Arthur cligna des yeux plusieurs fois et demanda : « Alors, tu es... immortel ? »

« Nous sommes immortels », lui répondit Merlin.

« Nous sommes immortels », répéta Arthur et il secoua la tête en signe d'incrédulité. « C'est dingue. Comment... depuis combien de temps le sais-tu ? »

« Je ne suis pas sûr, mais certainement plus d'un an. C'était peu après la mort de Gaius, donc probablement plus près de deux ans que d'un an », admit-il en baissant les yeux. « Je sais que j'aurais dû vous le dire plus tôt, mais... »

« Tu aurais certainement dû », marmonna Arthur. « Tu l'as caché pendant si longtemps. Tu m'as menti pendant tout ce temps. Combien de temps allais-tu garder le secret ? Jusqu'à ce que tous nos amis soient morts ? » Son ton était dur et impitoyable.

« Tu l'aurais découvert plus tôt que tu ne le penses », murmura timidement Merlin. « Tu ne l'as pas encore remarqué, mais nous avons arrêté de vieillir. »

« Alors tu allais me mentir jusqu'au jour où je te confronterais à ce sujet ? » demanda-t-il.

« Je voulais te le dire depuis tout ce temps, mais il n'y avait jamais eu de moyen facile de le dire », tenta de se défendre Merlin. « Tu es dévoué à ce royaume et à ton peuple. Tu étais heureux quand je l'ai découvert et je ne voulais pas ruiner ce bonheur prématurément. »

« C'est censé me faire me sentir mieux ? » demanda Arthur avec colère. « Tu as décidé que tu savais ce qui était le mieux pour moi, mais tu n'avais pas le droit. Je méritais de le savoir tout de suite. Je pensais que tu me respectais, mais au lieu de cela, tu as continué à me mentir sur quelque chose de si important.
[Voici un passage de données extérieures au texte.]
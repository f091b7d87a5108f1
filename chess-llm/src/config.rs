//! 配置：限流档位、生成参数与回合编排设置
//!
//! 环境变量：
//! - `CHESS_RATE_LIMIT_PROFILE`：`smooth`（默认）或 `cost-controlled`
//! - `CHESS_RATE_LIMIT_RPM` / `CHESS_RATE_LIMIT_TPM`：每分钟请求数 / token 数覆盖值
//! - `CHESS_FAILURE_POLICY`：`degrade`（默认）或 `strict`

use std::time::Duration;

use serde::{Deserialize, Serialize};
use tracing::warn;

/// 限流窗口长度（秒）
pub const RATE_LIMIT_WINDOW_SECS: u64 = 60;

/// 每回合最大尝试次数
pub const MAX_ATTEMPTS: u32 = 5;

pub const ENV_RATE_LIMIT_PROFILE: &str = "CHESS_RATE_LIMIT_PROFILE";
pub const ENV_RATE_LIMIT_RPM: &str = "CHESS_RATE_LIMIT_RPM";
pub const ENV_RATE_LIMIT_TPM: &str = "CHESS_RATE_LIMIT_TPM";
pub const ENV_FAILURE_POLICY: &str = "CHESS_FAILURE_POLICY";

/// 限流档位
#[derive(Debug, Clone, Copy, PartialEq, Eq, Default, Serialize, Deserialize)]
#[serde(rename_all = "kebab-case")]
pub enum RateLimitProfile {
    /// 较高上限，对局流畅
    #[default]
    Smooth,
    /// 较低上限，控制费用
    CostControlled,
}

impl RateLimitProfile {
    /// 解析档位名，未知值回退到 Smooth
    pub fn parse(value: &str) -> Self {
        match value.trim().to_ascii_lowercase().as_str() {
            "cost" | "cost-controlled" | "cost_controlled" | "costcontrolled" => Self::CostControlled,
            "smooth" => Self::Smooth,
            other => {
                if !other.is_empty() {
                    warn!("Unknown rate limit profile '{}', using smooth", other);
                }
                Self::Smooth
            }
        }
    }

    /// 档位默认每分钟请求数
    pub fn requests_per_minute(&self) -> u32 {
        match self {
            Self::Smooth => 30,
            Self::CostControlled => 8,
        }
    }

    /// 档位默认每分钟 token 数
    pub fn tokens_per_minute(&self) -> u64 {
        match self {
            Self::Smooth => 60_000,
            Self::CostControlled => 12_000,
        }
    }
}

/// 限流上限
#[derive(Debug, Clone, Copy, PartialEq, Eq, Serialize, Deserialize)]
pub struct RateLimits {
    pub max_requests: u32,
    pub max_tokens: u64,
    pub window: Duration,
}

impl RateLimits {
    /// 由档位生成
    pub fn from_profile(profile: RateLimitProfile) -> Self {
        Self {
            max_requests: profile.requests_per_minute(),
            max_tokens: profile.tokens_per_minute(),
            window: Duration::from_secs(RATE_LIMIT_WINDOW_SECS),
        }
    }

    /// 档位 + 文本覆盖值，非法或非有限值回退到档位默认值，结果至少为 1
    pub fn resolve(profile: RateLimitProfile, rpm: Option<&str>, tpm: Option<&str>) -> Self {
        let base = Self::from_profile(profile);
        Self {
            max_requests: parse_limit(rpm, base.max_requests as u64) as u32,
            max_tokens: parse_limit(tpm, base.max_tokens),
            window: base.window,
        }
    }

    /// 从环境变量读取
    pub fn from_env() -> Self {
        let profile = std::env::var(ENV_RATE_LIMIT_PROFILE)
            .map(|v| RateLimitProfile::parse(&v))
            .unwrap_or_default();
        let rpm = std::env::var(ENV_RATE_LIMIT_RPM).ok();
        let tpm = std::env::var(ENV_RATE_LIMIT_TPM).ok();
        Self::resolve(profile, rpm.as_deref(), tpm.as_deref())
    }
}

impl Default for RateLimits {
    fn default() -> Self {
        Self::from_profile(RateLimitProfile::Smooth)
    }
}

/// 解析覆盖值：取整并至少为 1
fn parse_limit(value: Option<&str>, default: u64) -> u64 {
    let parsed = value
        .map(str::trim)
        .filter(|v| !v.is_empty())
        .and_then(|v| v.parse::<f64>().ok())
        .filter(|v| v.is_finite());

    match parsed {
        Some(v) => (v.floor().max(1.0)).min(u32::MAX as f64) as u64,
        None => {
            if let Some(raw) = value {
                if !raw.trim().is_empty() {
                    warn!("Invalid rate limit override '{}', using {}", raw, default);
                }
            }
            default.max(1)
        }
    }
}

/// 回合失败策略
#[derive(Debug, Clone, Copy, PartialEq, Eq, Default, Serialize, Deserialize)]
#[serde(rename_all = "kebab-case")]
pub enum FailurePolicy {
    /// 模型/配置错误直接返回给调用方
    Strict,
    /// 任何失败都退化为随机合法走法，对局不中断
    #[default]
    AlwaysDegrade,
}

impl FailurePolicy {
    pub fn parse(value: &str) -> Self {
        match value.trim().to_ascii_lowercase().as_str() {
            "strict" | "surface" => Self::Strict,
            _ => Self::AlwaysDegrade,
        }
    }

    pub fn from_env() -> Self {
        std::env::var(ENV_FAILURE_POLICY)
            .map(|v| Self::parse(&v))
            .unwrap_or_default()
    }
}

/// 生成参数
#[derive(Debug, Clone, Copy, PartialEq, Serialize, Deserialize)]
pub struct GenerationParams {
    /// 生成温度
    pub temperature: f32,
    /// 最大输出 token 数，同时作为准入估算的补全预留
    pub max_tokens: u32,
}

impl Default for GenerationParams {
    fn default() -> Self {
        Self {
            temperature: 0.2,
            max_tokens: 512,
        }
    }
}

/// 回合编排配置
#[derive(Debug, Clone, Serialize, Deserialize)]
pub struct OrchestratorConfig {
    pub max_attempts: u32,
    pub policy: FailurePolicy,
    /// 限流键中的客户端标识
    pub client_id: String,
    pub generation: GenerationParams,
    pub rate_limits: RateLimits,
    /// HTTP 请求超时（秒）
    pub timeout_secs: u64,
    /// 提示中保留的历史条数
    pub history_limit: usize,
}

impl OrchestratorConfig {
    /// 从环境变量读取限流与策略，其余取默认值
    pub fn from_env() -> Self {
        Self {
            policy: FailurePolicy::from_env(),
            rate_limits: RateLimits::from_env(),
            ..Self::default()
        }
    }
}

impl Default for OrchestratorConfig {
    fn default() -> Self {
        Self {
            max_attempts: MAX_ATTEMPTS,
            policy: FailurePolicy::default(),
            client_id: "local".to_string(),
            generation: GenerationParams::default(),
            rate_limits: RateLimits::default(),
            timeout_secs: 60,
            history_limit: protocol::HISTORY_LIMIT,
        }
    }
}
Comment puis-je te faire confiance, Merlin ? »

« Je l'ai fait pour te protéger », essaya d'expliquer Merlin. « Je n'ai jamais voulu te faire de mal. »

« Mais tu l'as fait », dit froidement Arthur. « En me mentant, tu m'as fait plus de mal que la révélation sur l'immortalité ne le pourra jamais. Je comprends pourquoi tu me cachais ta magie. C'était interdit à l'époque et tu étais effrayé et incertain. Je peux même comprendre pourquoi tu ne m'as pas parlé du partage du cœur. Tu as dû être gêné et confus, mais cette... cette information change complètement ma vie, et pourtant tu as décidé de me la cacher. »

« Qu'est-ce que ça changerait si tu le savais plus tôt ? » demanda Merlin avant de se mordre la langue.

Ces mots irritèrent encore plus Arthur. « Tout », dit-il à travers ses dents. « Je suis venu ici en ayant confiance et en espérant que mes sentiments étaient réciproques. »

« Ils le sont », lui assura Merlin à la hâte.

Arthur se mit à renifler. « J'en doute. Si c'était le cas, tu me respecterais assez pour me le dire plus tôt », murmura-t-il amèrement.

« Tu sais que je l'ai fait pour te protéger. Tu dois le savoir », dit Merlin en plaidant. « Cela n'a jamais été une question de confiance ou de respect, Arthur. »

« Ne m'appelez pas comme ça », répondit Arthur avec colère. « Je suis votre roi et vous devez vous adresser à moi correctement. »

Merlin eut le souffle coupé par ses mots. Arthur n'avait jamais été comme ça. Pas même quand Merlin lui avait révélé sa magie.

« Ne me suivez pas. Ne venez pas dans mes appartements », continua Arthur sévèrement. « Ne me parlez pas à moins que je ne l'exige. Évitez-moi à tout prix. Je ne veux plus voir votre visage. »

« Arthur... »

« Je vous ai dit de vous adresser à moi correctement. » Il agita le doigt vers Merlin en signe d'avertissement.

« Mon Seigneur », se corrigea Merlin. « Pourquoi ne pas me bannir dans ce cas, si c'est ce que vous ressentez ? » demanda-t-il avec défi.

Arthur le regarda dans les yeux, mais ne dit rien. Il tourna les talons et se précipita hors des appartementse de Merlin, claquant la porte.

Merlin regarda la porte pendant quelques minutes, espérant naïvement qu'Arthur reviendrait, avant de s'effondrer sur le sol en sanglotant. Tout ce qui pouvait mal tourner avait mal tourné, et c'était entièrement de sa faute.